Every record must be copied exactly.

STORED DATA ::
----
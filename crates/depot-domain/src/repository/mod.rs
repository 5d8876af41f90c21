//! Repository trait definitions for data persistence

use depot_types::StoreError;

use crate::model::PersistedRow;

/// Append-only sink for computed productivity summaries
pub trait ProductivitySummaryRepository {
    /// Insert one row in a single statement; returns the new row id.
    ///
    /// The statement either commits fully or leaves nothing behind.
    fn append(&self, row: &PersistedRow) -> Result<i64, StoreError>;

    /// Number of rows stored so far
    fn count(&self) -> Result<u64, StoreError>;
}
----
TASK RESPONSE ::
filename crates/depot-domain/src/repository/mod.rs
repository 5d8876af41f90c21
//! Repository trait definitions for data persistence

use depot_types::StoreError;

use crate::model::PersistedRow;

/// Append-only sink for computed productivity summaries
pub trait ProductivitySummaryRepository {
    /// Insert one row in a single statement; returns the new row id.
    ///
    /// The statement either commits fully or leaves nothing behind.
    fn append(&self, row: &PersistedRow) -> Result<i64, StoreError>;

    /// Number of rows stored so far
    fn count(&self) -> Result<u64, StoreError>;
}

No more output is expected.